-- Opening Marker --

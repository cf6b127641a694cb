//! # WSI Pseudonym
//!
//! A pseudonymization engine for Whole Slide Images (WSI) in digital
//! pathology.
//!
//! A slide scan carries more than the gigapixel pyramid: it embeds a
//! photograph of the physical glass-slide label and free-text metadata
//! that together expose patient identity. This library produces a clone of
//! an Aperio SVS slide in which the label image and identifying metadata
//! are replaced by synthetic equivalents, while the originals are escrowed
//! encrypted so an authorized party can reverse the operation exactly.
//!
//! ## Features
//!
//! - **Byte-exact rewriting**: only the label strips and description tags
//!   change; every other byte of the pyramid is preserved
//! - **Reversibility**: originals are escrowed under per-blob Fernet keys
//!   and restored at their original file offsets
//! - **Stable pseudonyms**: real ↔ pseudonymous mappings persist in a
//!   registry, so repeated ingestion reuses the same pseudonyms
//! - **Synthetic labels**: rendered from a grid schema with text rows and
//!   a PDF417 barcode, scaled into the original label's dimensions
//!
//! ## Architecture
//!
//! The library is organized into several modules:
//!
//! - [`mod@format`] - classic-TIFF parsing, vendor detection, and the
//!   in-place rewriter
//! - [`codec`] - raster → TIFF strips (none/LZW/Adobe-Deflate, predictors)
//! - [`label`] - pseudonym label schema and rendering
//! - [`escrow`] - encrypted blob store for the originals
//! - [`registry`] - identity records, associations, and the registry trait
//! - [`engine`] - the pseudonymization controller
//! - [`manifest`] - input/output manifest shapes
//! - [`config`] - CLI and configuration types
//!
//! ## Example
//!
//! ```rust,no_run
//! use std::sync::Arc;
//! use wsi_pseudonym::{
//!     AbGlyphRasterizer, EngineConfig, LocalRegistry, Manifest, Pseudonymizer,
//! };
//!
//! #[tokio::main]
//! async fn main() -> Result<(), Box<dyn std::error::Error>> {
//!     let registry = LocalRegistry::open("data/registry.json").await?;
//!     let fonts = Arc::new(AbGlyphRasterizer::from_files(
//!         "fonts/HindMadurai-Bold.ttf",
//!         "fonts/seguibl.ttf",
//!     )?);
//!
//!     let controller = Pseudonymizer::new(EngineConfig::default(), registry, fonts)?;
//!
//!     let input = Manifest::from_json(&std::fs::read_to_string("slide.json")?)?;
//!     let output = controller.pseudonymize(&input).await?;
//!     println!("{}", output.to_json_pretty()?);
//!     Ok(())
//! }
//! ```

pub mod codec;
pub mod config;
pub mod engine;
pub mod error;
pub mod escrow;
pub mod format;
pub mod ids;
pub mod label;
pub mod manifest;
pub mod registry;

// Re-export commonly used types
pub use config::{Cli, Command, EngineConfig, RunConfig};
pub use engine::Pseudonymizer;
pub use error::{
    CodecError, EscrowError, LabelError, PseudonymError, RegistryError, TiffError,
};
pub use escrow::{DescriptionBlob, DescriptionRecord, EscrowStore, LabelBlob};
pub use format::{
    detect_vendor, is_classic_tiff_header, vendor_from_extension, ByteOrder, Compression,
    SlideFile, TiffTag, Vendor,
};
pub use label::{
    slide_label_schema, AbGlyphRasterizer, LabelContext, LabelRenderer, Schema, Symbology,
    TextRasterizer,
};
pub use manifest::{CaseManifest, Manifest, PatientManifest, SlideManifest, StudyManifest};
pub use registry::{
    allocate_pseudo_id, BlobRef, CaseRecord, EntityKind, LocalRegistry, PatientRecord, Registry,
    Sex, SlideRecord, StudyRecord, TimeStamp,
};
//! Identity registry record types.
//!
//! Each entity kind keeps its real fields next to their pseudonymous twins.
//! The invariants the registry maintains:
//!
//! - `(id, pseudo_id)` is 1:1 and `pseudo_id` is unique per kind
//! - once stored, `id → pseudo_id` never changes; re-ingestion reuses it
//! - real-side fields may be enriched or corrected later without touching
//!   the pseudonymous ID

use chrono::{NaiveDate, NaiveDateTime, Timelike};
use serde::{Deserialize, Serialize};

use crate::config::{DATETIME_FORMAT, DATE_FORMAT};

// =============================================================================
// TimeStamp
// =============================================================================

/// A date or datetime value.
///
/// A parsed value with a zero time-of-day is treated as a plain date; this
/// drives both pseudonym generation (date-level vs datetime-level
/// randomization) and output formatting.
#[derive(Debug, Clone, Copy, PartialEq, Eq, Serialize, Deserialize)]
#[serde(untagged)]
pub enum TimeStamp {
    Date(NaiveDate),
    DateTime(NaiveDateTime),
}

/// Input formats accepted for datetime values.
const DATETIME_INPUT_FORMATS: &[&str] = &[
    "%Y-%m-%dT%H:%M:%S%.f",
    "%Y-%m-%dT%H:%M:%S",
    "%Y-%m-%d %H:%M:%S",
    DATETIME_FORMAT,
];

/// Input formats accepted for date values.
const DATE_INPUT_FORMATS: &[&str] = &["%Y-%m-%d", DATE_FORMAT, "%d/%m/%Y"];

impl TimeStamp {
    /// Parse an ISO-like free-form timestamp string.
    pub fn parse(text: &str) -> Option<TimeStamp> {
        let text = text.trim();

        for format in DATETIME_INPUT_FORMATS {
            if let Ok(datetime) = NaiveDateTime::parse_from_str(text, format) {
                return Some(TimeStamp::from_datetime(datetime));
            }
        }

        for format in DATE_INPUT_FORMATS {
            if let Ok(date) = NaiveDate::parse_from_str(text, format) {
                return Some(TimeStamp::Date(date));
            }
        }

        None
    }

    /// Classify a datetime: midnight collapses to a plain date.
    pub fn from_datetime(datetime: NaiveDateTime) -> TimeStamp {
        let time = datetime.time();
        if time.hour() + time.minute() + time.second() == 0 {
            TimeStamp::Date(datetime.date())
        } else {
            TimeStamp::DateTime(datetime)
        }
    }

    /// The date component.
    pub fn date(&self) -> NaiveDate {
        match self {
            TimeStamp::Date(date) => *date,
            TimeStamp::DateTime(datetime) => datetime.date(),
        }
    }

    /// The year component.
    pub fn year(&self) -> i32 {
        use chrono::Datelike;
        self.date().year()
    }

    /// Format for emission: `%d.%m.%Y` for dates, `%I:%M%p %d.%m.%Y` for
    /// datetimes.
    pub fn format(&self) -> String {
        match self {
            TimeStamp::Date(date) => date.format(DATE_FORMAT).to_string(),
            TimeStamp::DateTime(datetime) => datetime.format(DATETIME_FORMAT).to_string(),
        }
    }
}

// =============================================================================
// Sex
// =============================================================================

/// Patient sex as carried in manifests.
#[derive(Debug, Clone, Copy, PartialEq, Eq, Serialize, Deserialize, Default)]
#[serde(rename_all = "lowercase")]
pub enum Sex {
    Female,
    Male,
    #[default]
    Unknown,
}

impl Sex {
    /// Parse the manifest representation; anything unrecognized is Unknown.
    pub fn parse(text: &str) -> Sex {
        match text.to_lowercase().as_str() {
            "female" => Sex::Female,
            "male" => Sex::Male,
            _ => Sex::Unknown,
        }
    }
}

// =============================================================================
// Records
// =============================================================================

/// Escrow blob reference: file name in the store plus the per-blob key.
#[derive(Debug, Clone, PartialEq, Eq, Serialize, Deserialize)]
pub struct BlobRef {
    pub name: String,
    pub key: String,
}

/// A slide (WSI) and its pseudonymous twin.
#[derive(Debug, Clone, PartialEq, Serialize, Deserialize)]
pub struct SlideRecord {
    pub id: String,
    pub name: Option<String>,
    pub acquired_at: Option<TimeStamp>,
    pub stain: Option<String>,
    pub tissue: Option<String>,
    pub pseudo_id: String,
    pub pseudo_name: Option<String>,
    pub pseudo_acquired_at: Option<TimeStamp>,

    /// Escrow reference of the original label strips
    pub label_blob: Option<BlobRef>,

    /// Escrow reference of the original descriptions
    pub metadata_blob: Option<BlobRef>,
}

impl SlideRecord {
    /// A fresh record carrying only identity.
    pub fn new(id: impl Into<String>, pseudo_id: impl Into<String>) -> Self {
        SlideRecord {
            id: id.into(),
            name: None,
            acquired_at: None,
            stain: None,
            tissue: None,
            pseudo_id: pseudo_id.into(),
            pseudo_name: None,
            pseudo_acquired_at: None,
            label_blob: None,
            metadata_blob: None,
        }
    }

    /// Copy the named fields from `incoming` into this record.
    pub fn apply_fields(&mut self, incoming: &SlideRecord, fields: &[String]) {
        for field in fields {
            match field.as_str() {
                "name" => self.name = incoming.name.clone(),
                "pseudo_name" => self.pseudo_name = incoming.pseudo_name.clone(),
                "acquired_at" => self.acquired_at = incoming.acquired_at,
                "pseudo_acquired_at" => self.pseudo_acquired_at = incoming.pseudo_acquired_at,
                "stain" => self.stain = incoming.stain.clone(),
                "tissue" => self.tissue = incoming.tissue.clone(),
                "label_blob" => self.label_blob = incoming.label_blob.clone(),
                "metadata_blob" => self.metadata_blob = incoming.metadata_blob.clone(),
                _ => {}
            }
        }
    }
}

/// A patient and their pseudonymous twin.
#[derive(Debug, Clone, PartialEq, Serialize, Deserialize)]
pub struct PatientRecord {
    pub id: String,
    pub name: Option<String>,
    pub sex: Sex,
    pub age: Option<u32>,
    pub pseudo_id: String,
    pub pseudo_name: Option<String>,
    pub pseudo_age: Option<u32>,
}

impl PatientRecord {
    pub fn new(id: impl Into<String>, pseudo_id: impl Into<String>) -> Self {
        PatientRecord {
            id: id.into(),
            name: None,
            sex: Sex::Unknown,
            age: None,
            pseudo_id: pseudo_id.into(),
            pseudo_name: None,
            pseudo_age: None,
        }
    }

    pub fn apply_fields(&mut self, incoming: &PatientRecord, fields: &[String]) {
        for field in fields {
            match field.as_str() {
                "name" => self.name = incoming.name.clone(),
                "pseudo_name" => self.pseudo_name = incoming.pseudo_name.clone(),
                "sex" => self.sex = incoming.sex,
                "age" => self.age = incoming.age,
                "pseudo_age" => self.pseudo_age = incoming.pseudo_age,
                _ => {}
            }
        }
    }
}

/// A case and its pseudonymous twin.
#[derive(Debug, Clone, PartialEq, Serialize, Deserialize)]
pub struct CaseRecord {
    pub id: String,
    pub name: Option<String>,
    pub created_at: Option<TimeStamp>,
    pub pseudo_id: String,
    pub pseudo_name: Option<String>,
    pub pseudo_created_at: Option<TimeStamp>,
}

impl CaseRecord {
    pub fn new(id: impl Into<String>, pseudo_id: impl Into<String>) -> Self {
        CaseRecord {
            id: id.into(),
            name: None,
            created_at: None,
            pseudo_id: pseudo_id.into(),
            pseudo_name: None,
            pseudo_created_at: None,
        }
    }

    pub fn apply_fields(&mut self, incoming: &CaseRecord, fields: &[String]) {
        for field in fields {
            match field.as_str() {
                "name" => self.name = incoming.name.clone(),
                "pseudo_name" => self.pseudo_name = incoming.pseudo_name.clone(),
                "created_at" => self.created_at = incoming.created_at,
                "pseudo_created_at" => self.pseudo_created_at = incoming.pseudo_created_at,
                _ => {}
            }
        }
    }
}

/// A study and its pseudonymous twin.
#[derive(Debug, Clone, PartialEq, Serialize, Deserialize)]
pub struct StudyRecord {
    pub id: String,
    pub name: Option<String>,
    pub date: Option<TimeStamp>,
    pub pseudo_id: String,
    pub pseudo_name: Option<String>,
    pub pseudo_date: Option<TimeStamp>,
}

impl StudyRecord {
    pub fn new(id: impl Into<String>, pseudo_id: impl Into<String>) -> Self {
        StudyRecord {
            id: id.into(),
            name: None,
            date: None,
            pseudo_id: pseudo_id.into(),
            pseudo_name: None,
            pseudo_date: None,
        }
    }

    pub fn apply_fields(&mut self, incoming: &StudyRecord, fields: &[String]) {
        for field in fields {
            match field.as_str() {
                "name" => self.name = incoming.name.clone(),
                "pseudo_name" => self.pseudo_name = incoming.pseudo_name.clone(),
                "date" => self.date = incoming.date,
                "pseudo_date" => self.pseudo_date = incoming.pseudo_date,
                _ => {}
            }
        }
    }
}

// =============================================================================
// Tests
// =============================================================================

-- Closing Marker --

> **WHAT YOU SHOULD DO**
After counting the lines above that include the word "LocalRegistry", give only the number.

> **OUTPUT BELOW**
3